Monsieur le président, mesdames et messieurs les membres du Conseil constitutionnel, nous avons l'honneur de vous déférer, en application du second alinéa de l'article 61 de la Constitution, l'ensemble de la loi portant réforme de l'hôpital et relative aux patients, à la santé et aux territoires.
En critiquant l'ensemble de la loi, les auteurs de la saisine appellent le Conseil constitutionnel à exercer toute sa vigilance à l'égard d'un texte qui, initialement composé d'une trentaine d'articles au stade du projet de loi déposé devant le Parlement, comporte finalement 135 articles ! Conformément à votre jurisprudence relative aux dispositions sans lien avec le texte, vous n'hésiterez pas à invalider les cavaliers législatifs.

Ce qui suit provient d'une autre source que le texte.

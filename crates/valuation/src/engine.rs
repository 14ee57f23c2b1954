use crate::error::ValuationError;
use crate::report::{CompositionEntry, ValuationResult, ValuationWarning, ValueRow, ValueTable};
use core_types::{Portfolio, PriceTable};
use rust_decimal::Decimal;
use tracing::{debug, warn};

/// A stateless calculator that turns holdings and historical closes into value series.
#[derive(Debug, Default)]
pub struct ValuationEngine {}

impl ValuationEngine {
    pub fn new() -> Self {
        Self::default()
    }

    /// The main entry point for valuing a portfolio over a price history.
    ///
    /// # Arguments
    ///
    /// * `portfolio` - The holdings to value. Never mutated.
    /// * `prices` - A normalized price table covering the lookback window.
    ///
    /// # Returns
    ///
    /// A `ValuationResult`, or `ValuationError::InsufficientData` when no date
    /// has a usable total. Holdings without any price data do not fail the
    /// valuation; they are reported as `ValuationWarning::UnknownTicker`.
    pub fn calculate(
        &self,
        portfolio: &Portfolio,
        prices: &PriceTable,
    ) -> Result<ValuationResult, ValuationError> {
        if prices.is_empty() {
            return Err(ValuationError::InsufficientData(
                "no price rows in the requested window".to_string(),
            ));
        }

        let (columns, warnings) = self.resolve_columns(portfolio, prices);
        let values = self.build_value_table(portfolio, prices, &columns)?;

        let (first, last) = match (values.first(), values.last()) {
            (Some(first), Some(last)) => (first, last),
            _ => {
                return Err(ValuationError::InsufficientData(
                    "none of the held tickers has price data in the requested window".to_string(),
                ));
            }
        };

        let start_total = first.total;
        let current_total = last.total;
        let overflow = |what: &str| ValuationError::Overflow {
            date: last.date,
            what: what.to_string(),
        };
        let delta_abs = current_total
            .checked_sub(start_total)
            .ok_or_else(|| overflow("change since start"))?;
        // A zero start leaves the percent change undefined.
        let delta_pct = if start_total.is_zero() {
            None
        } else {
            let pct = delta_abs
                .checked_div(start_total)
                .and_then(|ratio| ratio.checked_mul(Decimal::ONE_HUNDRED))
                .ok_or_else(|| overflow("percent change since start"))?;
            Some(pct)
        };

        let composition = self.calculate_composition(&values, last);

        Ok(ValuationResult {
            start_date: first.date,
            as_of: last.date,
            start_total,
            current_total,
            delta_abs,
            delta_pct,
            composition,
            warnings,
            values,
        })
    }

    /// Maps each holding to its price column. Holdings whose column is absent or
    /// entirely missing map to `None` and produce a warning.
    fn resolve_columns(
        &self,
        portfolio: &Portfolio,
        prices: &PriceTable,
    ) -> (Vec<Option<usize>>, Vec<ValuationWarning>) {
        let mut warnings = Vec::new();

        let columns = portfolio
            .iter()
            .map(|holding| {
                let column = prices
                    .column_index(&holding.ticker)
                    .filter(|&i| prices.rows().any(|(_, closes)| closes[i].is_some()));

                if column.is_none() {
                    warn!(ticker = %holding.ticker, "No price data for holding; excluding it");
                    warnings.push(ValuationWarning::UnknownTicker(holding.ticker.clone()));
                }
                column
            })
            .collect();

        (columns, warnings)
    }

    /// Multiplies every close by the share count and totals each date.
    fn build_value_table(
        &self,
        portfolio: &Portfolio,
        prices: &PriceTable,
        columns: &[Option<usize>],
    ) -> Result<ValueTable, ValuationError> {
        let mut table = ValueTable::new(portfolio.tickers())?;
        let mut skipped = 0usize;

        for (date, closes) in prices.rows() {
            let values = portfolio
                .iter()
                .zip(columns)
                .map(|(holding, column)| {
                    column
                        .and_then(|i| closes[i])
                        .map(|close| {
                            close.checked_mul(holding.shares).ok_or_else(|| {
                                ValuationError::Overflow {
                                    date,
                                    what: format!("value of {}", holding.ticker),
                                }
                            })
                        })
                        .transpose()
                })
                .collect::<Result<Vec<_>, _>>()?;

            if !table.push_row(date, values)? {
                skipped += 1;
            }
        }

        if skipped > 0 {
            debug!(skipped, "Excluded dates where no holding had a price");
        }
        Ok(table)
    }

    /// Breaks the latest total down by holding. Holdings without a current value are left out.
    fn calculate_composition(&self, values: &ValueTable, latest: &ValueRow) -> Vec<CompositionEntry> {
        values
            .tickers()
            .iter()
            .zip(&latest.values)
            .filter_map(|(ticker, value)| {
                value.map(|value| CompositionEntry {
                    ticker: ticker.clone(),
                    value,
                })
            })
            .collect()
    }
}

/// Values `portfolio` against `prices` with a fresh engine.
pub fn compute_valuation(
    portfolio: &Portfolio,
    prices: &PriceTable,
) -> Result<ValuationResult, ValuationError> {
    ValuationEngine::new().calculate(portfolio, prices)
}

Cette loi qui vous est présentement déférée est également un objet législatif non identifié puisqu'elle a été votée par l'Assemblée nationale selon une procédure constitutionnelle différente de celle applicable au moment de son examen par le Sénat. Il est certes difficile d'y voir une inconstitutionnalité en soi. Il reste pour le moins étonnant que les droits des parlementaires, mais aussi ceux du Gouvernement, n'aient pas été les mêmes tout au long de l'examen du texte et que les sénateurs aient été, par exemple, appelés à se prononcer en séance publique sur le texte issu des travaux de la commission saisie au fond et non sur le texte issu des travaux de l'Assemblée.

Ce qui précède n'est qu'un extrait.